Após a repercussão do relato, a jornalista britânica Samantha Pearson, correspondente no Brasil do jornal norte americano The Wall Street Journal, decidiu contar sua história. Em entrevista ao jornal O GLOBO, a também paciente de Kalil relatou ter passado por assédio moral na gravidez de sua segunda filha, nascida no último ano.
Em 2015, na gravidez de seu primeiro filho, a repórter procurou o médico, que tinha boas indicações e era considerado referência na obstetrícia na época. Mas, no parto natural e sem anestesia, Samantha se deparou com assédios de Kalil. Ela ouviu o ginecologista dizer a seu marido que tinha “feito um ponto ali, que ele não ficasse preocupado, porque tava tudo bem”.
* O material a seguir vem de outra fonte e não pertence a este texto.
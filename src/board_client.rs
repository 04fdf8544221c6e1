// src/board_client.rs

use async_trait::async_trait;
use reqwest::Client;
use serde::{Deserialize, Serialize};
use serde_json::{json, Value};
use std::time::Duration;
use thiserror::Error;
use tracing::{debug, error};
use url::Url;

/// The board API is a generic tabular store: a query operation filtered on
/// (column id, equality value) pairs, a create-item operation, and an
/// update operation applied as a partial merge. The engine consumes it
/// through this trait; `BoardClient` is the HTTP implementation.
#[derive(Error, Debug)]
pub enum BoardError {
    #[error("HTTP request failed")]
    Request(#[from] reqwest::Error),

    #[error("JSON processing error")]
    Json(#[from] serde_json::Error),

    #[error("URL parsing error")]
    UrlParse(#[from] url::ParseError),

    #[error("Board API error: {message}")]
    Api { message: String },

    #[error("Malformed board API response: {0}")]
    MalformedResponse(String),
}

/// Equality filter on one column, applied remotely. The remote match may be
/// loose (text search), which is why the lookup layer re-matches exactly.
#[derive(Debug, Clone)]
pub struct ColumnFilter {
    pub column_id: String,
    pub value: String,
}

impl ColumnFilter {
    pub fn new<C: Into<String>, V: Into<String>>(column_id: C, value: V) -> Self {
        Self {
            column_id: column_id.into(),
            value: value.into(),
        }
    }
}

/// A column value as returned by a query: column id plus its text
/// rendering. `text` is null for unset columns; use `text_or_empty`.
#[derive(Debug, Clone, Serialize, Deserialize)]
pub struct ColumnValue {
    pub id: String,
    pub text: Option<String>,
}

impl ColumnValue {
    pub fn text_or_empty(&self) -> &str {
        self.text.as_deref().unwrap_or("")
    }
}

#[derive(Debug, Clone, Serialize, Deserialize)]
pub struct BoardItem {
    pub id: String,
    #[serde(default)]
    pub name: String,
    #[serde(default)]
    pub column_values: Vec<ColumnValue>,
}

impl BoardItem {
    /// Text of one column, empty string when the column is absent or unset.
    pub fn column_text(&self, column_id: &str) -> &str {
        self.column_values
            .iter()
            .find(|cv| cv.id == column_id)
            .map(|cv| cv.text_or_empty())
            .unwrap_or("")
    }
}

/// One pending column write: an explicit (column id, value) pair. Mutations
/// carry a sparse list of these; columns with no new value are simply not
/// present, and the store leaves them untouched on update.
#[derive(Debug, Clone, PartialEq)]
pub struct ColumnWrite {
    pub column_id: String,
    pub value: Value,
}

impl ColumnWrite {
    pub fn text<C: Into<String>, V: Into<String>>(column_id: C, value: V) -> Self {
        Self {
            column_id: column_id.into(),
            value: Value::String(value.into()),
        }
    }

    pub fn json<C: Into<String>>(column_id: C, value: Value) -> Self {
        Self {
            column_id: column_id.into(),
            value,
        }
    }
}

/// Collapses a write list into the single JSON-object blob the wire format
/// wants, keyed by column id.
pub fn column_values_blob(writes: &[ColumnWrite]) -> Value {
    let mut map = serde_json::Map::with_capacity(writes.len());
    for write in writes {
        map.insert(write.column_id.clone(), write.value.clone());
    }
    Value::Object(map)
}

#[derive(Debug, Clone, Serialize, Deserialize)]
pub struct BoardSummary {
    pub id: String,
    pub name: String,
}

#[derive(Debug, Clone, Serialize, Deserialize)]
pub struct ColumnInfo {
    pub id: String,
    pub title: String,
    #[serde(rename = "type")]
    pub type_: String,
}

#[async_trait]
pub trait BoardApi: Send + Sync {
    /// Items of `board_id` matching every filter, up to `limit`, each
    /// carrying the texts of `column_ids`.
    async fn query_items(
        &self,
        board_id: &str,
        filters: &[ColumnFilter],
        column_ids: &[String],
        limit: usize,
    ) -> Result<Vec<BoardItem>, BoardError>;

    /// Narrow read: only the listed column values of one known item.
    async fn fetch_columns(
        &self,
        item_id: &str,
        column_ids: &[String],
    ) -> Result<Vec<ColumnValue>, BoardError>;

    /// Creates an item and returns the store-assigned id.
    async fn create_item(
        &self,
        board_id: &str,
        item_name: &str,
        writes: &[ColumnWrite],
    ) -> Result<String, BoardError>;

    /// Partial-merge update of one item; returns the item id on success.
    /// Unmentioned columns are left unchanged by the store.
    async fn update_item(
        &self,
        item_id: &str,
        board_id: &str,
        writes: &[ColumnWrite],
    ) -> Result<String, BoardError>;

    /// Boards visible to the session, for the mapping editor.
    async fn list_boards(&self, limit: usize) -> Result<Vec<BoardSummary>, BoardError>;

    /// Columns of one board, for the mapping editor.
    async fn list_columns(&self, board_id: &str) -> Result<Vec<ColumnInfo>, BoardError>;
}

// --- GraphQL wire envelope ---

#[derive(Debug, Deserialize)]
struct GraphQlEnvelope {
    data: Option<Value>,
    errors: Option<Vec<GraphQlError>>,
}

#[derive(Debug, Deserialize)]
struct GraphQlError {
    message: String,
}

fn unpack(envelope: GraphQlEnvelope) -> Result<Value, BoardError> {
    if let Some(errors) = envelope.errors {
        if !errors.is_empty() {
            let message = errors
                .iter()
                .map(|e| e.message.as_str())
                .collect::<Vec<_>>()
                .join("; ");
            return Err(BoardError::Api { message });
        }
    }
    envelope
        .data
        .ok_or_else(|| BoardError::MalformedResponse("response carried neither data nor errors".to_string()))
}

const QUERY_ITEMS: &str = "\
query ($boardId: ID!, $columns: [ItemsPageByColumnValuesQuery!]!, $limit: Int!, $columnIds: [String!]!) {
  items_page_by_column_values(board_id: $boardId, columns: $columns, limit: $limit) {
    items {
      id
      name
      column_values(ids: $columnIds) { id text }
    }
  }
}";

const FETCH_COLUMNS: &str = "\
query ($itemIds: [ID!]!, $columnIds: [String!]!) {
  items(ids: $itemIds) {
    id
    column_values(ids: $columnIds) { id text }
  }
}";

const CREATE_ITEM: &str = "\
mutation ($boardId: ID!, $itemName: String!, $columnVals: JSON!) {
  create_item(board_id: $boardId, item_name: $itemName, column_values: $columnVals) { id }
}";

const UPDATE_ITEM: &str = "\
mutation ($itemId: ID!, $boardId: ID!, $columnVals: JSON!) {
  change_multiple_column_values(item_id: $itemId, board_id: $boardId, column_values: $columnVals) { id }
}";

const LIST_BOARDS: &str = "\
query ($limit: Int!) {
  boards(limit: $limit) { id name }
}";

const LIST_COLUMNS: &str = "\
query ($boardIds: [ID!]) {
  boards(ids: $boardIds) {
    columns { id title type }
  }
}";

/// HTTP implementation of `BoardApi`: GraphQL over a single endpoint with
/// bearer-token auth.
#[derive(Clone)]
pub struct BoardClient {
    http_client: Client,
    endpoint: Url,
    token: String,
}

impl BoardClient {
    pub fn new(endpoint: &str, token: String) -> Result<Self, BoardError> {
        let endpoint = Url::parse(endpoint)?;
        let http_client = Client::builder().timeout(Duration::from_secs(30)).build()?;
        Ok(Self {
            http_client,
            endpoint,
            token,
        })
    }

    async fn gql(&self, query: &str, variables: Value) -> Result<Value, BoardError> {
        let body = json!({ "query": query, "variables": variables });
        debug!("Board API request to {}: {}", self.endpoint, variables);

        let response = self
            .http_client
            .post(self.endpoint.clone())
            .bearer_auth(&self.token)
            .json(&body)
            .send()
            .await?;

        let status = response.status();
        if !status.is_success() {
            let error_body = response
                .text()
                .await
                .unwrap_or_else(|e| format!("failed to read error body: {}", e));
            error!("Board API HTTP error: status={}, body='{}'", status, error_body);
            return Err(BoardError::Api {
                message: format!("HTTP {}: {}", status, error_body),
            });
        }

        let envelope = response.json::<GraphQlEnvelope>().await?;
        unpack(envelope)
    }
}

#[async_trait]
impl BoardApi for BoardClient {
    async fn query_items(
        &self,
        board_id: &str,
        filters: &[ColumnFilter],
        column_ids: &[String],
        limit: usize,
    ) -> Result<Vec<BoardItem>, BoardError> {
        #[derive(Deserialize)]
        struct ItemsPage {
            items: Vec<BoardItem>,
        }
        #[derive(Deserialize)]
        struct Data {
            items_page_by_column_values: ItemsPage,
        }

        let columns: Vec<Value> = filters
            .iter()
            .map(|f| json!({ "column_id": f.column_id, "column_values": [f.value] }))
            .collect();

        let data = self
            .gql(
                QUERY_ITEMS,
                json!({
                    "boardId": board_id,
                    "columns": columns,
                    "limit": limit,
                    "columnIds": column_ids,
                }),
            )
            .await?;

        let parsed: Data = serde_json::from_value(data)?;
        Ok(parsed.items_page_by_column_values.items)
    }

    async fn fetch_columns(
        &self,
        item_id: &str,
        column_ids: &[String],
    ) -> Result<Vec<ColumnValue>, BoardError> {
        #[derive(Deserialize)]
        struct Data {
            items: Vec<BoardItem>,
        }

        let data = self
            .gql(
                FETCH_COLUMNS,
                json!({ "itemIds": [item_id], "columnIds": column_ids }),
            )
            .await?;

        let parsed: Data = serde_json::from_value(data)?;
        let item = parsed
            .items
            .into_iter()
            .next()
            .ok_or_else(|| BoardError::MalformedResponse(format!("item {} not returned", item_id)))?;
        Ok(item.column_values)
    }

    async fn create_item(
        &self,
        board_id: &str,
        item_name: &str,
        writes: &[ColumnWrite],
    ) -> Result<String, BoardError> {
        #[derive(Deserialize)]
        struct Created {
            id: String,
        }
        #[derive(Deserialize)]
        struct Data {
            create_item: Created,
        }

        // The JSON scalar wants the blob pre-serialized to a string.
        let blob = serde_json::to_string(&column_values_blob(writes))?;

        let data = self
            .gql(
                CREATE_ITEM,
                json!({
                    "boardId": board_id,
                    "itemName": item_name,
                    "columnVals": blob,
                }),
            )
            .await?;

        let parsed: Data = serde_json::from_value(data)?;
        Ok(parsed.create_item.id)
    }

    async fn update_item(
        &self,
        item_id: &str,
        board_id: &str,
        writes: &[ColumnWrite],
    ) -> Result<String, BoardError> {
        #[derive(Deserialize)]
        struct Updated {
            id: String,
        }
        #[derive(Deserialize)]
        struct Data {
            change_multiple_column_values: Updated,
        }

        let blob = serde_json::to_string(&column_values_blob(writes))?;

        let data = self
            .gql(
                UPDATE_ITEM,
                json!({
                    "itemId": item_id,
                    "boardId": board_id,
                    "columnVals": blob,
                }),
            )
            .await?;

        let parsed: Data = serde_json::from_value(data)?;
        Ok(parsed.change_multiple_column_values.id)
    }

    async fn list_boards(&self, limit: usize) -> Result<Vec<BoardSummary>, BoardError> {
        #[derive(Deserialize)]
        struct Data {
            boards: Vec<BoardSummary>,
        }

        let data = self.gql(LIST_BOARDS, json!({ "limit": limit })).await?;
        let parsed: Data = serde_json::from_value(data)?;
        Ok(parsed.boards)
    }

    async fn list_columns(&self, board_id: &str) -> Result<Vec<ColumnInfo>, BoardError> {
        #[derive(Deserialize)]
        struct Board {
            #[serde(default)]
            columns: Vec<ColumnInfo>,
        }
        #[derive(Deserialize)]
        struct Data {
            boards: Vec<Board>,
        }

        let data = self
            .gql(LIST_COLUMNS, json!({ "boardIds": [board_id] }))
            .await?;
        let parsed: Data = serde_json::from_value(data)?;
        let board = parsed
            .boards
            .into_iter()
            .next()
            .ok_or_else(|| BoardError::MalformedResponse(format!("board {} not returned", board_id)))?;
        Ok(board.columns)
    }
}
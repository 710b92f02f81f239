//! Mock repository endpoints for wiremock-backed tests.

use std::time::Duration;

use plugin_mirror::MirrorConfig;
use wiremock::matchers::{method, path, query_param};
use wiremock::{Mock, MockServer, ResponseTemplate};

/// One `<idea-plugin>` entry of a listing.
#[derive(Debug, Clone, Copy)]
pub struct ListedPlugin<'a> {
    pub id: &'a str,
    pub name: &'a str,
    pub version: &'a str,
    pub size: u64,
}

impl<'a> ListedPlugin<'a> {
    pub fn new(id: &'a str, version: &'a str, size: u64) -> Self {
        Self {
            id,
            name: id,
            version,
            size,
        }
    }
}

/// Renders a `plugin-repository` document with one category.
pub fn listing_xml(category: &str, plugins: &[ListedPlugin<'_>]) -> String {
    let entries: String = plugins
        .iter()
        .map(|p| {
            format!(
                r#"<idea-plugin downloads="1" size="{}"><name>{}</name><id>{}</id><version>{}</version><idea-version since-build="191.0"/></idea-plugin>"#,
                p.size, p.name, p.id, p.version
            )
        })
        .collect();
    format!(
        r#"<?xml version="1.0" encoding="UTF-8"?><plugin-repository><category name="{category}">{entries}</category></plugin-repository>"#
    )
}

/// Serves `body` as the listing for `build`.
pub async fn mount_listing(server: &MockServer, build: &str, body: String) {
    Mock::given(method("GET"))
        .and(path("/plugins/list"))
        .and(query_param("build", build))
        .respond_with(ResponseTemplate::new(200).set_body_string(body))
        .mount(server)
        .await;
}

/// Serves `content` as the artifact of `id`/`version`, named via Content-Disposition.
pub async fn mount_artifact(server: &MockServer, id: &str, version: &str, filename: &str, content: &[u8]) {
    Mock::given(method("GET"))
        .and(path("/plugin/download"))
        .and(query_param("pluginId", id))
        .and(query_param("version", version))
        .respond_with(
            ResponseTemplate::new(200)
                .insert_header(
                    "Content-Disposition",
                    format!(r#"attachment; filename="{filename}""#).as_str(),
                )
                .set_body_bytes(content.to_vec()),
        )
        .mount(server)
        .await;
}

/// Number of artifact requests the server has seen.
pub async fn artifact_requests(server: &MockServer) -> usize {
    server
        .received_requests()
        .await
        .unwrap_or_default()
        .iter()
        .filter(|request| request.url.path() == "/plugin/download")
        .count()
}

/// Config pointed at `server`, with limits relaxed for tests.
pub fn test_config(server: &MockServer, output: &std::path::Path, builds: &[&str]) -> MirrorConfig {
    let mut config = MirrorConfig::new(output, builds.iter().map(ToString::to_string).collect());
    config.base_url = server.uri();
    config.rate_limit = 0;
    config.retry_base_delay = Duration::from_millis(10);
    config.request_timeout = Duration::from_secs(5);
    config
}
impl MirrorEngine {
    /// Creates an engine with default options.
    #[must_use]
    pub fn new(client: PluginRepositoryClient, layout: MirrorLayout) -> Self {
        Self {
            client,
            layout,
            options: EngineOptions::default(),
            cancel: CancellationToken::new(),
            stats: Arc::new(MirrorStats::new()),
        }
    }

    /// Replaces the run options.
    #[must_use]
    pub fn with_options(mut self, options: EngineOptions) -> Self {
        self.options = EngineOptions {
            batch_size: options.batch_size.max(1),
            ..options
        };
        self
    }

    /// Uses `cancel` as the session cancellation signal.
    #[must_use]
    pub fn with_cancellation(mut self, cancel: CancellationToken) -> Self {
        self.cancel = cancel;
        self
    }

    /// Returns the run options.
    #[must_use]
    pub fn options(&self) -> &EngineOptions {
        &self.options
    }

    /// Returns the output layout.
    #[must_use]
    pub fn layout(&self) -> &MirrorLayout {
        &self.layout
    }

    /// Returns the running counters.
    #[must_use]
    pub fn stats(&self) -> &MirrorStats {
        &self.stats
    }

    /// Mirrors every release in `repository`, returning one outcome per release.
    ///
    /// Outcomes are in scheduling order. Cancellation turns releases still in
    /// flight into `Cancelled` failures; outcomes already produced are kept.
    /// Counters in [`Self::stats`] cover this run only.
    #[instrument(skip_all, fields(
        plugins = repository.plugin_count(),
        all_versions = self.options.mirror_all_versions
    ))]
    pub async fn run(&self, repository: &Repository) -> Vec<DownloadOutcome> {
        self.stats.reset();
        let outcomes = if self.options.mirror_all_versions {
            let releases = self.expand_versions(repository).await;
            self.run_batched(releases).await
        } else {
            self.run_by_category(repository).await
        };

        info!(
            downloaded = self.stats.downloaded(),
            skipped = self.stats.skipped(),
            failed = self.stats.failed(),
            bytes = %HumanBytes(self.stats.bytes_downloaded()),
            icons_downloaded = self.stats.icons_downloaded(),
            icons_failed = self.stats.icons_failed(),
            "mirror run complete"
        );
        outcomes
    }

    /// Writes the manifest of successfully mirrored releases.
    ///
    /// Returns the manifest path.
    ///
    /// # Errors
    ///
    /// Returns a [`ManifestError`] if the manifest cannot be encoded or written.
    pub async fn finalize(
        &self,
        outcomes: &[DownloadOutcome],
    ) -> Result<PathBuf, ManifestError> {
        let captured = manifest::captured_repository(outcomes);
        let path = self.layout.manifest_path();
        manifest::write_manifest(&path, &captured).await?;
        info!(
            path = %path.display(),
            plugins = captured.plugin_count(),
            "manifest written"
        );
        Ok(path)
    }

    /// Runs the state machine for one release.
    ///
    /// When `with_icons` is set, the plugin's icons are fetched first; their
    /// outcomes are counted separately and never affect the returned outcome.
    #[instrument(skip_all, fields(plugin = %release.plugin.id, version = %release.plugin.version))]
    pub async fn mirror_release(&self, release: Arc<Release>, with_icons: bool) -> DownloadOutcome {
        if with_icons {
            self.mirror_icons(&release).await;
        }

        match self.download_release(&release).await {
            Ok(action) => DownloadOutcome::success(release, action),
            Err(error) => outcome_from_error(release, &error),
        }
    }

    /// Every category is spawned before any release is joined.
    async fn run_by_category(&self, repository: &Repository) -> Vec<DownloadOutcome> {
        let mut scheduled = Vec::with_capacity(repository.plugin_count());

        for category in repository.categories() {
            debug!(
                category = %category.name,
                plugins = category.plugins.len(),
                "mirroring category"
            );
            scheduled.extend(
                category
                    .plugins
                    .iter()
                    .map(|plugin| (Arc::new(Release::new(&category.name, plugin.clone())), true)),
            );
        }

        self.spawn_and_join(scheduled).await
    }

    async fn run_batched(&self, releases: Vec<ScheduledRelease>) -> Vec<DownloadOutcome> {
        let total = releases.len();
        let mut outcomes = Vec::with_capacity(total);

        let mut remaining = releases.into_iter().peekable();
        while remaining.peek().is_some() {
            let batch: Vec<ScheduledRelease> =
                remaining.by_ref().take(self.options.batch_size).collect();
            outcomes.extend(self.spawn_and_join(batch).await);
            info!(processed = outcomes.len(), total, "batch complete");
        }

        outcomes
    }

    /// Replaces each listed plugin with its full release history.
    ///
    /// A plugin whose history cannot be listed is skipped for this run.
    async fn expand_versions(&self, repository: &Repository) -> Vec<ScheduledRelease> {
        let mut lookups = Vec::with_capacity(repository.plugin_count());
        for (category, plugin) in repository.plugins() {
            let client = self.client.clone();
            let category = category.name.clone();
            let listed = plugin.clone();
            lookups.push(tokio::spawn(async move {
                let history = client.list_versions(&listed.id).await;
                (category, listed, history)
            }));
        }

        let mut releases = Vec::new();
        for lookup in lookups {
            let (category, listed, history) = match lookup.await {
                Ok(joined) => joined,
                Err(e) => {
                    warn!(error = %e, "release listing task panicked");
                    continue;
                }
            };

            match history {
                Ok(history) if history.is_empty() => {
                    debug!(plugin = %listed.id, "no releases listed");
                }
                Ok(history) => {
                    debug!(plugin = %listed.id, releases = history.len(), "expanded release history");
                    for (index, plugin) in history.into_iter().enumerate() {
                        releases.push((Arc::new(Release::new(&category, plugin)), index == 0));
                    }
                }
                Err(e) => {
                    warn!(
                        plugin = %listed.id,
                        timeout = e.is_timeout(),
                        error = %e,
                        "failed to list releases, skipping plugin for this run"
                    );
                }
            }
        }

        info!(releases = releases.len(), "release history expanded");
        releases
    }

    async fn spawn_and_join(&self, scheduled: Vec<ScheduledRelease>) -> Vec<DownloadOutcome> {
        let mut handles: Vec<(Arc<Release>, JoinHandle<DownloadOutcome>)> =
            Vec::with_capacity(scheduled.len());

        for (release, with_icons) in scheduled {
            let engine = self.clone();
            let task_release = Arc::clone(&release);
            handles.push((
                release,
                tokio::spawn(async move { engine.mirror_release(task_release, with_icons).await }),
            ));
        }

        let mut outcomes = Vec::with_capacity(handles.len());
        for (release, handle) in handles {
            let outcome = match handle.await {
                Ok(outcome) => outcome,
                Err(e) => {
                    warn!(error = %e, "download task panicked");
                    DownloadOutcome::failure(
                        release,
                        ErrorKind::Exception,
                        "download task panicked",
                        Some(e.to_string()),
                    )
                }
            };
            self.report(&outcome);
            outcomes.push(outcome);
        }
        outcomes
    }

    fn report(&self, outcome: &DownloadOutcome) {
        self.stats.record(outcome);
        let plugin = outcome.plugin();
        match outcome {
            DownloadOutcome::Success {
                action: DownloadAction::Downloaded,
                ..
            } => info!(
                plugin = %plugin.name,
                version = %plugin.version,
                size = %HumanBytes(plugin.size),
                "downloaded"
            ),
            DownloadOutcome::Success {
                action: DownloadAction::Skipped,
                ..
            } => debug!(plugin = %plugin.name, version = %plugin.version, "skipped, already present"),
            DownloadOutcome::Failure {
                kind,
                reason,
                cause,
                ..
            } => warn!(
                plugin = %plugin.name,
                version = %plugin.version,
                kind = %kind,
                reason = %reason,
                cause = cause.as_deref().unwrap_or(""),
                "download failed"
            ),
        }
    }

    async fn mirror_icons(&self, release: &Arc<Release>) {
        let themes = [None, self.options.icon_theme.as_deref()];
        for (index, theme) in themes.into_iter().enumerate() {
            if index > 0 && theme.is_none() {
                continue;
            }
            let outcome = match self.download_icon(&release.plugin, theme).await {
                Ok(action) => DownloadOutcome::success(Arc::clone(release), action),
                Err(error) => outcome_from_error(Arc::clone(release), &error),
            };
            if let DownloadOutcome::Failure { kind, reason, .. } = &outcome {
                debug!(
                    plugin = %release.plugin.id,
                    theme = theme.unwrap_or("default"),
                    kind = %kind,
                    reason = %reason,
                    "icon not mirrored"
                );
            }
            self.stats.record_icon(&outcome);
        }
    }

    async fn download_icon(
        &self,
        plugin: &Plugin,
        theme: Option<&str>,
    ) -> Result<DownloadAction, FetchError> {
        let dir = self.layout.icon_dir(plugin, theme);
        if find_existing_file(&dir, |len| len > 0).await.is_some() {
            return Ok(DownloadAction::Skipped);
        }

        let response = self
            .client
            .download_icon(&plugin.id, theme)
            .await
            .map_err(FetchError::client)?;
        let expected = response.content_length;
        self.place_artifact(response, &dir, expected).await
    }

    async fn download_release(&self, release: &Release) -> Result<DownloadAction, FetchError> {
        let plugin = &release.plugin;
        let dir = self.layout.release_dir(&release.category, plugin);
        if let Some(existing) = find_existing_file(&dir, |len| len == plugin.size).await {
            debug!(path = %existing.display(), "artifact already present");
            return Ok(DownloadAction::Skipped);
        }

        let response = self
            .client
            .download_artifact(&plugin.id, &plugin.version)
            .await
            .map_err(FetchError::client)?;
        let expected = Some(response.content_length.unwrap_or(plugin.size));
        self.place_artifact(response, &dir, expected).await
    }

    /// Checks the response, clears a stale file, and stages the body into `dir`.
    async fn place_artifact(
        &self,
        response: ArtifactResponse,
        dir: &Path,
        expected_len: Option<u64>,
    ) -> Result<DownloadAction, FetchError> {
        if !response.is_success() {
            return Err(FetchError::status(response.status, response.reason.clone()));
        }
        let filename = response
            .require_filename()
            .map_err(FetchError::client)?
            .to_string();
        let target = dir.join(&filename);

        if let Ok(metadata) = fs::metadata(&target).await {
            if expected_len == Some(metadata.len()) {
                debug!(path = %target.display(), "artifact already present under served name");
                return Ok(DownloadAction::Skipped);
            }
            debug!(
                path = %target.display(),
                found = metadata.len(),
                expected = expected_len,
                "removing mis-sized artifact"
            );
            fs::remove_file(&target)
                .await
                .map_err(|e| FetchError::io(&target, e))?;
        }

        fs::create_dir_all(dir)
            .await
            .map_err(|e| FetchError::io(dir, e))?;
        let scratch_dir = self.layout.scratch_dir();
        fs::create_dir_all(&scratch_dir)
            .await
            .map_err(|e| FetchError::io(&scratch_dir, e))?;

        let scratch = self.layout.scratch_file();
        let written = staging::stage_and_place(response, &scratch, &target, &self.cancel).await?;
        self.stats.add_bytes(written);
        debug!(path = %target.display(), bytes = written, "artifact placed");
        Ok(DownloadAction::Downloaded)
    }
}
“Ele falava da minha vagina como se eu não estivesse ali. Passei semanas chorando sozinha em casa, sem saber se ele tinha dado mais pontos do que o necessário, com medo de transar, de sentir dor. Fui a outros médicos para saber se isso podia ser checado, mas não podia. Foi horrível”, contou.
As coisas começaram a desandar nessa ocasião, mas a ficha só terminou de cair em 2019, na segunda gravidez da jornalista. No oitavo mês da gestação, ela passou em uma consulta com Kalil, que, na frente de sua equipe, comentou: “Samantha, você vai ter de emagrecer porque senão seu marido vai trair você”.
A fala do médico a afetou e logo em seguida, ela desabou a chorar e decidiu que o parto não seria com Kalil. Samantha teve anorexia na adolescência e hoje consegue identificar claramente o assédio moral que sofreu.
“Hoje percebo que eu não era a gringa maluca, eu estava certa, nada daquilo era normal. Ele disse aquilo na frente de sua equipe, eu estava quase nua, totalmente exposta. Meu marido estava lá e sempre percebi que o que ele queria o tempo todo era agradar meu marido, como se eu, a paciente, não estivesse lá”, lembra. O vídeo de Shantal a inspirou a falar sobre o que aconteceu com ela.
Denúncia de Shantal
O parto da influenciadora digital durou cerca de 48h e durante todo período, ela relata xingamentos e violência pela parte do médico. Vídeos do ocorrido vieram à tona e houve grande repercussão do público nas redes sociais.
Renato Kalil, que aparece falando: “Faz força, por**”, nega ter tido conduta inadequada e afirma ainda que os vídeos foram editados. O sonho de ter um parto humanizado passou longe da realidade.
“Quando a gente assistia ao vídeo do parto, ele me xinga o trabalho de parto inteiro. Ele fala ‘Por**, faz força. Filha da mãe, ela não faz força direito. Viadinha. Que ódio. Não se mexe, porra’… depois que revi tudo, foi horrível”, relata a influencer nos áudios vazados.
De acordo com ela, Kalil não gostou de sua escolha pessoal por não fazer a episiotomia, procedimento cirúrgico no períneo para facilitar a saída do bebê, e “rasgou com a mão”.
“Ele não espera ver se vai precisar ou não vai (da episiotomia). Tem o vídeo dele rasgando com a mão, a bebê não estava nem com a cabeça lá, não tinha a menor necessidade, era só para eu ficar toda arrebentada e ele falar ‘viu como precisava'”, contou Shantal.
E continua: “Ele chamou meu marido e falou: ‘Olha aqui, toda arrebentada. Vou ter que dar um monte de pontos na perereca dela’. Ele falava de um jeito como ‘olha aí, onde você faz sexo, tá tudo fodido’. Ele não tinha que fazer isso. Ele nem sabe se eu tenho tamanha intimidade com meu marido”.
Ao G1, a assessoria de imprensa de Shantal informou em nota que “os vídeos e o áudio foram enviados em um momento de troca, desabafo e compartilhamento com suas amigas, a respeito de maternidade e sobre os suas escolhas de obstetras. A intenção era unicamente dividir sua experiência de forma privada e com pessoas mais próximas”.